The physicochemical properties of honey, including enzyme activity, moisture content, sugars, and pH, are crucial for understanding its quality, authenticity, and potential uses. This understanding is essential for setting standards to distinguish pure from adulterated honey, fostering consumer trust, and ensuring regulatory compliance. While previous research has often focused on individual factors influencing honey quality, a comprehensive, multifactorial analysis of enzymatic activity across different bee species has been less explored in response to varying heat treatments and adulteration levels. This study specifically investigated the combined impact of bee species, adulteration, and processing on honey's enzymatic activities.

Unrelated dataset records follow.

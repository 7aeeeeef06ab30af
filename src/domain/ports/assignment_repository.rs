use crate::domain::entities::Assignment;
use crate::domain::errors::DomainResult;
use async_trait::async_trait;

#[async_trait]
pub trait AssignmentRepository: Send + Sync {
    async fn record_assignment(&self, assignment: &Assignment) -> DomainResult<()>;
    async fn list_assignments(&self) -> DomainResult<Vec<Assignment>>;
}
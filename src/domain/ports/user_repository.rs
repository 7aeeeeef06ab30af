use crate::domain::entities::User;
use crate::domain::errors::DomainResult;
use async_trait::async_trait;

#[async_trait]
pub trait UserRepository: Send + Sync {
    async fn find_user_by_id(&self, id: &str) -> DomainResult<Option<User>>;
}
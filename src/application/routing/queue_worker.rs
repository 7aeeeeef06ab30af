use crate::application::lifecycle::BackgroundTask;
use crate::domain::errors::DomainResult;
use crate::domain::ports::conversation_queue::ConversationQueue;
use crate::domain::ports::task_spawner::TaskSpawner;
use crate::domain::ports::time_service::TimeService;
use async_trait::async_trait;
use std::sync::Arc;
use std::time::Duration;
use tokio::sync::Mutex;
use tokio_util::sync::CancellationToken;

/// One pass over the pending queue
#[async_trait]
pub trait QueueProcessor: Send + Sync {
    /// Process pending conversations until done or `cancel` fires.
    /// Cancellation is only honored between conversations.
    async fn process_pending(&self, cancel: &CancellationToken) -> DomainResult<usize>;
}

/// Background loop that drains the queue whenever something is enqueued, and
/// re-reads it on a retry interval for conversations nobody could take yet
pub struct QueueWorker {
    name: String,
    queue: Arc<dyn ConversationQueue>,
    spawner: Arc<dyn TaskSpawner>,
    time: Arc<dyn TimeService>,
    retry_interval: Duration,
    task: Mutex<Option<BackgroundTask>>,
}

impl QueueWorker {
    pub fn new(
        name: impl Into<String>,
        queue: Arc<dyn ConversationQueue>,
        spawner: Arc<dyn TaskSpawner>,
        time: Arc<dyn TimeService>,
        retry_interval: Duration,
    ) -> Self {
        Self {
            name: name.into(),
            queue,
            spawner,
            time,
            retry_interval,
            task: Mutex::new(None),
        }
    }

    /// Returns `false` if the worker was already running
    pub async fn start(&self, processor: Arc<dyn QueueProcessor>) -> bool {
        let mut task = self.task.lock().await;
        if task.is_some() {
            return false;
        }

        let name = self.name.clone();
        let queue = self.queue.clone();
        let time = self.time.clone();
        let retry = self.retry_interval;

        *task = Some(BackgroundTask::spawn(
            self.spawner.as_ref(),
            &format!("routing-queue:{}", self.name),
            move |cancel| async move {
                tracing::info!(method = %name, "Routing queue worker started");
                loop {
                    match processor.process_pending(&cancel).await {
                        Ok(0) => {}
                        Ok(n) => tracing::debug!(method = %name, "Assigned {} conversations", n),
                        Err(e) => tracing::error!(method = %name, "Routing pass failed: {}", e),
                    }

                    tokio::select! {
                        biased;
                        _ = cancel.cancelled() => break,
                        _ = queue.wait_for_pending() => {}
                        _ = time.sleep(retry) => {}
                    }
                }
                tracing::info!(method = %name, "Routing queue worker stopped");
            },
        ));
        true
    }

    /// Waits for the in-flight conversation to finish. Returns `false` if the
    /// worker was not running.
    pub async fn stop(&self) -> bool {
        let mut task = self.task.lock().await;
        match task.take() {
            Some(running) => {
                running.stop().await;
                true
            }
            None => false,
        }
    }

    pub async fn is_running(&self) -> bool {
        self.task.lock().await.is_some()
    }
}
use crate::application::hooks::HookVeto;
use thiserror::Error;

#[derive(Error, Debug)]
pub enum DomainError {
    #[error("Entity not found: {0}")]
    NotFound(String),
    #[error("Validation error: {0}")]
    ValidationError(String),
    #[error("Configuration error: {0}")]
    Configuration(String),
    #[error("Conflict: {0}")]
    Conflict(String),
    #[error("Forbidden: {0}")]
    Forbidden(String),
    #[error("Vetoed: {0}")]
    Vetoed(#[from] HookVeto),
    #[error("Internal error: {0}")]
    Internal(String),
}

impl DomainError {
    /// The veto behind this error, if the action was stopped by a hook
    pub fn veto(&self) -> Option<&HookVeto> {
        match self {
            DomainError::Vetoed(veto) => Some(veto),
            _ => None,
        }
    }
}

pub type DomainResult<T> = Result<T, DomainError>;
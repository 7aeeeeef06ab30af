pub mod agent_repository;
pub mod agent_session_repository;
pub mod assignment_repository;
pub mod business_hour_repository;
pub mod connection_probe;
pub mod conversation_queue;
pub mod event_bus;
pub mod message_repository;
pub mod notification_sender;
pub mod permission_service;
pub mod room_repository;
pub mod setting_watcher;
pub mod task_spawner;
pub mod time_service;
pub mod translator;
pub mod user_repository;
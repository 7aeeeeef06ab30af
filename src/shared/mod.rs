pub mod events;

pub use events::*;
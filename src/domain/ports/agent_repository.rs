use crate::domain::entities::Agent;
use crate::domain::errors::DomainResult;
use async_trait::async_trait;
use chrono::{DateTime, Utc};

#[async_trait]
pub trait AgentRepository: Send + Sync {
    /// Agents serving a department (`None` lists every agent)
    async fn find_agents(&self, department_id: Option<&str>) -> DomainResult<Vec<Agent>>;
    /// Bump the agent's chat count and routing timestamp after an assignment
    async fn record_routed(&self, agent_id: &str, at: DateTime<Utc>) -> DomainResult<()>;
}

It was found that stingless bee honey consistently exhibited the highest enzyme values, with remarkable levels of diastase (58.533 DN), invertase (49.353 IN), glucose oxidase (23.057 U/g), and catalase (21.870 U/g). The findings also clearly show that heat treatment leads to enzyme inactivation, with almost complete loss of activity at 120°C. Furthermore, adulteration with 50% sugar syrup significantly altered honey properties, increasing moisture and pH while dramatically reducing enzyme activity. These results strongly emphasize enzyme activity as a critical and highly indicative measurement of honey's richness and authenticity, influenced by honey type, purity, and quality parameters. This research confirms the reliability of enzyme activity as a key indicator for honey quality and authenticity, which has direct implications for consumer protection and regulatory oversight. To further ensure global honey quality, future investigations should delve into the specific mechanisms of enzyme denaturation under various processing conditions. Developing rapid, on-site detection methods for adulteration based on enzymatic profiles would also be a valuable contribution.